OPINION:
Standard & Poor’s historic downgrade of the U.S. credit rating is an attempt to bring adult oversight to the political squabbling over out-of-control government spending. But rather than “eating his peas,” President Obama is throwing a tantrum.
The day after the S&P action, the White House took aim at the messenger. Administration officials launched a blistering attack on the agency’s integrity, accusing S&P of employing flawed methodologies and making basic math errors in its analysis. When the bureau acknowledged and corrected one of the problems, chief White House economic advisor Gene Sperling pounced, saying that the credit downgrade “smacked of an institution starting with a conclusion and shaping any arguments to fit it.”
Well, look who’s talking. A review of White House budget proposals from 2009 to present reveals a series of long-term economic assumptions that torture credulity in service of Mr. Obama’s big-government agenda.
According to the fiscal 2010 budget proposal, released in February 2009 and modestly entitled “A New Era of Responsibility,” prosperity was just around the corner. The projected gross domestic product for 2009 was almost zero, but in 2010 the Obama administration foresaw 3.43 percent growth, followed by 5.23 percent in 2011 and an astonishing 6.26 percent in 2012. By 2015, this would level out to a comparatively modest but objectively unrealistic 4.45 percent, which was the default assumption out to 2019. These growth dreams were laughable. Without credible rationale, the White House posited that the U.S. economy would grow at a record pace for almost 20 years. This red-hot growth projection was necessary, however, to justify and cover the record levels of government spending Mr. Obama was planning.
White House long-term deficit projections were wrongly rosy as well. According to Mr. Obama’s first budget, the projected $1.2 trillion deficit for 2010 would be sliced in half to $533 billion by 2013. This red ink would creep slowly up to $712 billion by the end of the decade but would still be around 3 percent of the mammoth projected GDP.
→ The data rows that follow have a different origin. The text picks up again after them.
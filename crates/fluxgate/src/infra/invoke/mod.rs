use std::collections::HashMap;
use std::time::Duration;

use fluxgate_sdk::{Protocol, ServeError, codes};
use http::StatusCode;
use tracing::warn;

use crate::domain::ArcInvoker;

pub mod dubbo;
pub mod echo;
pub mod headers;
pub mod http_backend;

pub use dubbo::{DubboInvoker, GenericClient, GenericReference, ReferenceSpec, RpcError};
pub use echo::EchoInvoker;
pub use http_backend::HttpInvoker;

/// Deadline applied when an endpoint declares no (or an illegal) timeout.
pub const DEFAULT_RPC_TIMEOUT: Duration = Duration::from_secs(10);

/// Terminal invokers keyed by upstream protocol, owned by the composition
/// root and selected per request by the router.
#[derive(Default)]
pub struct InvokerSet {
    by_protocol: HashMap<Protocol, ArcInvoker>,
}

impl InvokerSet {
    #[must_use]
    pub fn new() -> Self {
        Self::default()
    }

    pub fn register(&mut self, protocol: Protocol, invoker: ArcInvoker) {
        self.by_protocol.insert(protocol, invoker);
    }

    #[must_use]
    pub fn select(&self, protocol: Protocol) -> Option<ArcInvoker> {
        self.by_protocol.get(&protocol).cloned()
    }

    /// Error returned when an endpoint names a protocol with no registered
    /// invoker.
    #[must_use]
    pub fn unknown_protocol(protocol: Protocol) -> ServeError {
        ServeError::new(
            StatusCode::INTERNAL_SERVER_ERROR,
            codes::GATEWAY_INTERNAL,
            format!("UNKNOWN_PROTOCOL:{protocol}"),
        )
    }
}

/// Parse an endpoint's declared `rpc_timeout`, falling back to
/// [`DEFAULT_RPC_TIMEOUT`] on empty or illegal values.
#[must_use]
pub fn parse_rpc_timeout(raw: &str) -> Duration {
    if raw.is_empty() {
        return DEFAULT_RPC_TIMEOUT;
    }
    match parse_duration(raw) {
        Some(timeout) => timeout,
        None => {
            warn!(timeout = %raw, "illegal endpoint rpc-timeout, using default");
            DEFAULT_RPC_TIMEOUT
        }
    }
}

/// Parse duration text of the form `<number><unit>[...]`, e.g. `"50ms"`,
/// `"10s"`, `"1m30s"`. Units: ns, us, ms, s, m, h.
fn parse_duration(raw: &str) -> Option<Duration> {
    let s = raw.trim();
    if s.is_empty() {
        return None;
    }
    let mut total = Duration::ZERO;
    let mut rest = s;
    while !rest.is_empty() {
        let digits_end = rest
            .find(|c: char| !c.is_ascii_digit() && c != '.')
            .unwrap_or(rest.len());
        if digits_end == 0 {
            return None;
        }
        let number: f64 = rest[..digits_end].parse().ok()?;
        rest = &rest[digits_end..];
        let unit_end = rest
            .find(|c: char| c.is_ascii_digit() || c == '.')
            .unwrap_or(rest.len());
        let unit_secs = match &rest[..unit_end] {
            "ns" => 1e-9,
            "us" | "µs" => 1e-6,
            "ms" => 1e-3,
            "s" => 1.0,
            "m" => 60.0,
            "h" => 3600.0,
            _ => return None,
        };
        rest = &rest[unit_end..];
        total += Duration::from_secs_f64(number * unit_secs);
    }
    Some(total)
}

#[cfg(test)]
mod tests {
    use super::*;

    #[test]
    fn parses_common_timeouts() {
        assert_eq!(parse_rpc_timeout("50ms"), Duration::from_millis(50));
        assert_eq!(parse_rpc_timeout("10s"), Duration::from_secs(10));
        assert_eq!(parse_rpc_timeout("1m30s"), Duration::from_secs(90));
        assert_eq!(parse_rpc_timeout("1.5s"), Duration::from_millis(1500));
    }

    #[test]
    fn illegal_timeouts_fall_back() {
        assert_eq!(parse_rpc_timeout(""), DEFAULT_RPC_TIMEOUT);
        assert_eq!(parse_rpc_timeout("fast"), DEFAULT_RPC_TIMEOUT);
        assert_eq!(parse_rpc_timeout("10"), DEFAULT_RPC_TIMEOUT);
        assert_eq!(parse_rpc_timeout("ms50"), DEFAULT_RPC_TIMEOUT);
    }

    #[test]
    fn unknown_protocol_is_internal_error() {
        let err = InvokerSet::unknown_protocol(Protocol::Grpc);
        assert_eq!(err.status_code, StatusCode::INTERNAL_SERVER_ERROR);
        assert!(err.message.contains("GRPC"));
    }
}
// ---------------------------------------------------------------------------
// Gateway
// ---------------------------------------------------------------------------

/// The gateway composition root: owns the endpoint table, filter lists,
/// value resolvers, invoker set, and the web serving surface.
pub struct HttpGateway {
    shared: Arc<GatewayShared>,
    config: GatewayConfig,
    registry: Option<Arc<dyn RegistryBackend>>,
}

impl HttpGateway {
    #[must_use]
    pub fn builder(config: GatewayConfig) -> GatewayBuilder {
        GatewayBuilder::new(config)
    }

    /// The axum application serving the gateway: a catch-all dispatch
    /// handler plus, when enabled, the debug query surface.
    #[must_use]
    pub fn app_router(&self) -> Router {
        let mut router = Router::new()
            .route("/", any(dispatch))
            .route("/{*path}", any(dispatch))
            .with_state(self.shared.clone());
        if self.config.http_server.feature_debug_enable {
            router = router.merge(debug_router(DebugState {
                table: self.shared.table.clone(),
                services: self.shared.services.clone(),
            }));
        }
        router
    }

    /// Apply one endpoint event directly, bypassing the registry channel.
    /// Embedding applications and tests use this to seed routes.
    pub fn handle_event(&self, event: EndpointEvent) {
        apply_endpoint_event(
            &self.shared.table,
            self.shared.router.as_ref(),
            &self.shared.services,
            event,
        );
    }

    #[must_use]
    pub fn endpoint_table(&self) -> Arc<EndpointTable> {
        self.shared.table.clone()
    }

    /// Serve until interrupted (SIGINT).
    ///
    /// # Errors
    ///
    /// Fails when no registry backend is configured, the address cannot be
    /// bound, or TLS material cannot be loaded.
    pub async fn serve(self) -> anyhow::Result<()> {
        self.serve_with_shutdown(async {
            let _ = tokio::signal::ctrl_c().await;
        })
        .await
    }

    /// Serve until `shutdown` resolves, then stop the registry watcher and
    /// drain the web server gracefully.
    ///
    /// # Errors
    ///
    /// Fails when no registry backend is configured, the address cannot be
    /// bound, or TLS material cannot be loaded.
    pub async fn serve_with_shutdown(
        self,
        shutdown: impl Future<Output = ()> + Send + 'static,
    ) -> anyhow::Result<()> {
        let registry = self
            .registry
            .clone()
            .ok_or_else(|| anyhow::anyhow!("no registry backend configured"))?;

        let (events_tx, events_rx) = mpsc::channel(EVENT_CHANNEL_CAPACITY);
        let watch = tokio::spawn({
            let registry = registry.clone();
            async move {
                if let Err(err) = registry.watch(events_tx).await {
                    error!(error = %err, "registry watch failed");
                }
            }
        });
        let event_loop = tokio::spawn(run_event_loop(self.shared.clone(), events_rx));

        let app = self.app_router();
        let http = &self.config.http_server;
        let bind = http.bind_address();

        if http.tls_enabled() {
            info!(address = %bind, "HttpServer (TLS) starting");
            let tls = axum_server::tls_rustls::RustlsConfig::from_pem_file(
                &http.tls_cert_file,
                &http.tls_key_file,
            )
            .await?;
            let handle = axum_server::Handle::new();
            tokio::spawn({
                let handle = handle.clone();
                async move {
                    shutdown.await;
                    handle.graceful_shutdown(Some(SHUTDOWN_GRACE));
                }
            });
            axum_server::bind_rustls(bind.parse()?, tls)
                .handle(handle)
                .serve(app.into_make_service())
                .await?;
        } else {
            info!(address = %bind, "HttpServer starting");
            let listener = tokio::net::TcpListener::bind(&bind).await?;
            axum::serve(listener, app)
                .with_graceful_shutdown(shutdown)
                .await?;
        }

        info!("HttpServer shutdown");
        watch.abort();
        event_loop.abort();
        Ok(())
    }
}
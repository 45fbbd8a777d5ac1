use std::path::PathBuf;

use async_trait::async_trait;
use fluxgate_sdk::EndpointEvent;
use tokio::sync::mpsc;
use tracing::{info, warn};

use super::{NodeEventKind, RegistryBackend, decode_endpoint_event};

/// Registry backend that replays endpoint records from a directory of JSON
/// files as `Added` events.
///
/// Stands in for a remote registry during development and demos; each file
/// holds one endpoint record in the registry wire format. Files that fail
/// decoding are skipped with a warning, matching how a remote registry's
/// bad payloads are handled.
pub struct ManifestRegistry {
    dir: PathBuf,
}

impl ManifestRegistry {
    #[must_use]
    pub fn new(dir: impl Into<PathBuf>) -> Self {
        Self { dir: dir.into() }
    }
}

#[async_trait]
impl RegistryBackend for ManifestRegistry {
    async fn watch(&self, sink: mpsc::Sender<EndpointEvent>) -> anyhow::Result<()> {
        let mut entries = tokio::fs::read_dir(&self.dir).await?;
        let mut files = Vec::new();
        while let Some(entry) = entries.next_entry().await? {
            let path = entry.path();
            if path.extension().is_some_and(|ext| ext == "json") {
                files.push(path);
            }
        }
        // Deterministic replay order.
        files.sort();

        let mut published = 0usize;
        for path in files {
            let node = path.display().to_string();
            let payload = match tokio::fs::read(&path).await {
                Ok(payload) => payload,
                Err(err) => {
                    warn!(node, error = %err, "manifest: cannot read endpoint file");
                    continue;
                }
            };
            if let Some(event) = decode_endpoint_event(&payload, NodeEventKind::Add, &node) {
                if sink.send(event).await.is_err() {
                    // Consumer gone; the gateway is shutting down.
                    return Ok(());
                }
                published += 1;
            }
        }
        info!(dir = %self.dir.display(), published, "manifest registry replayed");
        Ok(())
    }
}
use config::{Config, Environment, File};
use serde::{Deserialize, Serialize};

/// HTTP serving configuration, `http-server` section.
#[derive(Debug, Clone, Serialize, Deserialize)]
#[serde(default, rename_all = "kebab-case", deny_unknown_fields)]
pub struct HttpServerConfig {
    pub feature_debug_enable: bool,
    pub feature_cors_enable: bool,
    /// Header carrying the requested endpoint version.
    pub version_header: String,
    /// Headers probed, in order, for an inbound request id.
    pub request_id_headers: Vec<String>,
    pub request_log_enable: bool,
    pub address: String,
    pub port: u16,
    /// TLS serving is enabled when both files are set.
    pub tls_cert_file: String,
    pub tls_key_file: String,
}

impl Default for HttpServerConfig {
    fn default() -> Self {
        Self {
            feature_debug_enable: false,
            feature_cors_enable: false,
            version_header: "X-Version".to_string(),
            request_id_headers: Vec::new(),
            request_log_enable: false,
            address: "0.0.0.0".to_string(),
            port: 8080,
            tls_cert_file: String::new(),
            tls_key_file: String::new(),
        }
    }
}

impl HttpServerConfig {
    #[must_use]
    pub fn bind_address(&self) -> String {
        format!("{}:{}", self.address, self.port)
    }

    #[must_use]
    pub fn tls_enabled(&self) -> bool {
        !self.tls_cert_file.is_empty() && !self.tls_key_file.is_empty()
    }
}

/// Registry backend selection, `registry` section.
#[derive(Debug, Clone, Serialize, Deserialize)]
#[serde(default, rename_all = "kebab-case", deny_unknown_fields)]
pub struct RegistryConfig {
    /// Active backend id; `manifest` is the in-repo implementation.
    pub id: String,
    /// Directory of endpoint records for the manifest backend.
    pub manifest_dir: String,
}

impl Default for RegistryConfig {
    fn default() -> Self {
        Self {
            id: "manifest".to_string(),
            manifest_dir: "endpoints".to_string(),
        }
    }
}

/// Top-level gateway configuration.
///
/// Loading is hierarchical, later sources overriding earlier ones:
/// type defaults, then the file named by `CONFIG_PATH`, then environment
/// variables with the `FLUX__` prefix (`FLUX__HTTP_SERVER__PORT=9090`).
#[derive(Debug, Clone, Default, Serialize, Deserialize)]
#[serde(default, rename_all = "kebab-case", deny_unknown_fields)]
pub struct GatewayConfig {
    pub http_server: HttpServerConfig,
    pub registry: RegistryConfig,
}

impl GatewayConfig {
    /// # Errors
    ///
    /// Fails when the configuration file cannot be read or a value cannot
    /// be deserialized.
    pub fn load() -> anyhow::Result<Self> {
        let mut builder = Config::builder().add_source(Config::try_from(&Self::default())?);
        if let Ok(path) = std::env::var("CONFIG_PATH") {
            builder = builder.add_source(File::with_name(&path));
        }
        builder = builder.add_source(
            Environment::with_prefix("FLUX")
                .separator("__")
                .ignore_empty(true)
                .try_parsing(true),
        );
        Ok(builder.build()?.try_deserialize()?)
    }
}

#[cfg(test)]
mod tests {
    use super::*;

    #[test]
    fn defaults_match_documented_values() {
        let config = GatewayConfig::default();
        assert_eq!(config.http_server.version_header, "X-Version");
        assert_eq!(config.http_server.address, "0.0.0.0");
        assert_eq!(config.http_server.port, 8080);
        assert!(!config.http_server.feature_debug_enable);
        assert!(!config.http_server.tls_enabled());
        assert_eq!(config.registry.id, "manifest");
    }

    #[test]
    fn kebab_case_keys_deserialize() {
        let config: GatewayConfig = serde_json::from_value(serde_json::json!({
            "http-server": {
                "feature-debug-enable": true,
                "version-header": "X-Api-Version",
                "request-id-headers": ["X-Trace-Id"],
                "port": 9090
            }
        }))
        .unwrap();
        assert!(config.http_server.feature_debug_enable);
        assert_eq!(config.http_server.version_header, "X-Api-Version");
        assert_eq!(config.http_server.port, 9090);
        assert_eq!(config.http_server.request_id_headers, vec!["X-Trace-Id"]);
    }

    #[test]
    fn tls_requires_both_files() {
        let mut config = HttpServerConfig::default();
        config.tls_cert_file = "cert.pem".into();
        assert!(!config.tls_enabled());
        config.tls_key_file = "key.pem".into();
        assert!(config.tls_enabled());
    }
}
Two years later, the economy isn’t producing the benefits Mr. Obama promised. Growth has been anemic rather than robust, and deficits have skyrocketed rather than receded. Never mind, the fiscal 2012 budget proposal gives the impression that everything is going according to plan. The administration still projects almost 4 percent growth this year, when most economists who aren’t in Mr. Obama’s employ predict 1 percent to 2 percent growth. The Obama budget predicts the economy will surge in the out years, growing between 4.36 percent and 6.15 percent per year for the rest of the decade. And through some inexplicable numerical magic, the projected yearly deficits for the period after 2017 are even lower than the absurd numbers offered in the 2010 budget. These outlandish figures are an insult to the national intelligence.
The projected job impact of the budget-busting “stimulus” plan, issued two weeks before Mr. Obama took office, is another important document revealing the haplessness of White House economic assumptions. According to this study, the unemployment rate with the stimulus plan in the third quarter of 2011 was supposed to be 6.5 percent, instead of the current 9.1 percent. Doing nothing would have yielded 7.7 percent unemployment. Even by their own economic estimates, doing nothing would have been better for America than what the Democrats did.
The White House’s baloney growth and deficit projections are the type of politically motivated numbers that caused S&P to question the ability of the United States to end its orgy of deficit spending. Rather than waging political war on the ratings agency, the White House should come clean and submit a budget proposal with honest assumptions that better reflect the damage Mr. Obama has wrought on the economy.